Son prédécesseur Li Keqiang en a fait les frais, avec ses projets de réformes entravés par l’autorité grandissante du président. Des désaccords qui l’ont poussé vers la sortie et ne devraient plus être un problème avec le nouveau numéro deux. Les analystes voient dans cette nomination un choix stratégique de la part du leader chinois : consolider sa mainmise sur l’appareil d’État en évinçant les contradicteurs pour les remplacer par des proches. Et ce malgré les critiques dont il a fait l’objet dans la gestion du confinement de Shanghai l’année dernière.
La mise sous cloche très stricte de la ville la plus peuplée de Chine durant deux mois avait provoqué des difficultés d’approvisionnement en nourriture et en soins médicaux essentiels pour ses 25 millions d’habitants. Une situation qui avait provoqué la colère des Shanghaiens, sur les réseaux sociaux, mais aussi parfois dans la rue. Pendant le verrouillage de la mégalopole, Li était apparu à plusieurs reprises dans les médias d’État, visitant des complexes résidentiels et des hôpitaux en martelant la ligne du parti avec sa politique « zéro-Covid ».
Loyauté
Ce désastre n’a pas pour autant freiné son ascension politique. Ce qui faire dire aux experts que sa proximité avec Xi Jinping est le facteur clé de cette promotion au plus haut sommet de l’État. « S’il fallait une preuve que la loyauté l’emporte sur la méritocratie dans la Chine de Xi, la promotion de Li Qiang en est une », explique Richard McGregor de l’institut Lowy de Sydney, en Australie, à l’AFP. « Li est peut-être suffisamment compétent et pourrait faire un bon Premier ministre, mais il est difficile de comprendre comment il en est arrivé là autrement que par les faveurs personnelles de Xi. »

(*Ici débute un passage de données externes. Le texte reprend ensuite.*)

//! Jobs for pages built from the whole registry, plus robots.txt.
//!
//! | Job | Output | Rebuilds when |
//! |-----|--------|---------------|
//! | [`render_home`] | `index.html` | registry changed, or universal sources / `views/index.html` changed |
//! | [`render_archive`] | `archive` | registry changed, or universal sources / `views/archive.html` changed |
//! | [`render_feed`] | `articles.atom` | registry changed, or `config.toml` changed |
//! | [`render_robots`] | `robots.txt` | first build of the state directory, or forced |
//!
//! The view jobs run after the parse barrier and only read the registry.
//! robots.txt has no dependency on articles and runs with the parse jobs.

use crate::article::Article;
use crate::config::SiteConfig;
use crate::error::BuildError;
use crate::feed::{ARTICLES_FEED, build_articles_feed};
use crate::files;
use crate::orchestrator::BuildContext;
use crate::registry::group_by_year;
use crate::templates::{Page, View};

pub const HOME_PAGE: &str = "index.html";
pub const ARCHIVE_PAGE: &str = "archive";
pub const ROBOTS_FILE: &str = "robots.txt";

/// Render the home page from newest-first `articles`.
pub fn render_home(
    ctx: &BuildContext<'_>,
    articles: &[Article],
    articles_changed: bool,
) -> Result<bool, BuildError> {
    let views_changed = ctx.oracle.changed_any(&ctx.view_dependencies(View::Home));
    if !articles_changed && !views_changed {
        return Ok(false);
    }
    ctx.renderer
        .render_file(&Page::Home(articles), &ctx.paths.target_dir.join(HOME_PAGE))?;
    Ok(true)
}

/// Render the year-grouped archive from newest-first `articles`.
pub fn render_archive(
    ctx: &BuildContext<'_>,
    articles: &[Article],
    articles_changed: bool,
) -> Result<bool, BuildError> {
    let views_changed = ctx.oracle.changed_any(&ctx.view_dependencies(View::Archive));
    if !articles_changed && !views_changed {
        return Ok(false);
    }
    let years = group_by_year(articles);
    ctx.renderer
        .render_file(&Page::Archive(&years), &ctx.paths.target_dir.join(ARCHIVE_PAGE))?;
    Ok(true)
}

/// Write the Atom feed. It has no template; besides the registry it only
/// reads site settings (title, author, base URL, entry cap).
pub fn render_feed(
    ctx: &BuildContext<'_>,
    articles: &[Article],
    articles_changed: bool,
) -> Result<bool, BuildError> {
    let config_changed = ctx.oracle.changed(&ctx.paths.config_file());
    if !articles_changed && !config_changed {
        return Ok(false);
    }
    let feed = build_articles_feed(articles, ctx.config);
    files::write_file(&ctx.paths.target_dir.join(ARTICLES_FEED), feed.to_xml())?;
    Ok(true)
}

/// Write robots.txt when `due`; the caller decides (first run or forced).
pub fn render_robots(ctx: &BuildContext<'_>, due: bool) -> Result<bool, BuildError> {
    if !due {
        return Ok(false);
    }
    files::write_file(&ctx.paths.target_dir.join(ROBOTS_FILE), robots_txt(ctx.config))?;
    Ok(true)
}

/// Empty (allow all) normally; in drafts mode only the configured agent is
/// allowed.
pub fn robots_txt(config: &SiteConfig) -> String {
    if config.drafts {
        format!(
            "User-agent: {}\nDisallow:\n\nUser-agent: *\nDisallow: /\n",
            config.robots.allow_agent
        )
    } else {
        String::new()
    }
}
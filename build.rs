fn main() {
    // Re-run when HEAD moves so the embedded hash stays current.
    println!("cargo:rerun-if-changed=.git/HEAD");
    println!("cargo:rerun-if-changed=.git/refs/");

    let git = |args: &[&str]| {
        std::process::Command::new("git")
            .args(args)
            .output()
            .ok()
            .filter(|o| o.status.success())
    };

    let hash = git(&["rev-parse", "--short", "HEAD"])
        .map(|o| String::from_utf8_lossy(&o.stdout).trim().to_string())
        .unwrap_or_default();
    let on_tag = git(&["describe", "--exact-match", "--tags", "HEAD"]).is_some();

    println!("cargo:rustc-env=FOLIO_GIT_HASH={hash}");
    println!("cargo:rustc-env=FOLIO_ON_RELEASE_TAG={on_tag}");
}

Cette relation avec le président pourrait l’avantager. Car contrairement à Li Keqiang – considéré comme un rival et non comme un protégé de Xi –, le nouveau Premier ministre a la confiance de son mentor et pourrait donc s’avérer plus influent. « Xi Jinping n’a pas à s’inquiéter du fait que Li Qiang devienne un pôle de pouvoir concurrent », estime Ho Pin, journaliste et observateur de la politique chinoise, interrogé par Associated Press. « La confiance entre eux permet également à Li Qiang de travailler de manière plus proactive et de partager ses inquiétudes, et il donnera directement à Xi beaucoup d’informations et de suggestions. » Reste à savoir s’il usera de cette influence, car Li Qiang est avant tout vu comme un fidèle exécuteur de la volonté de Xi Jinping.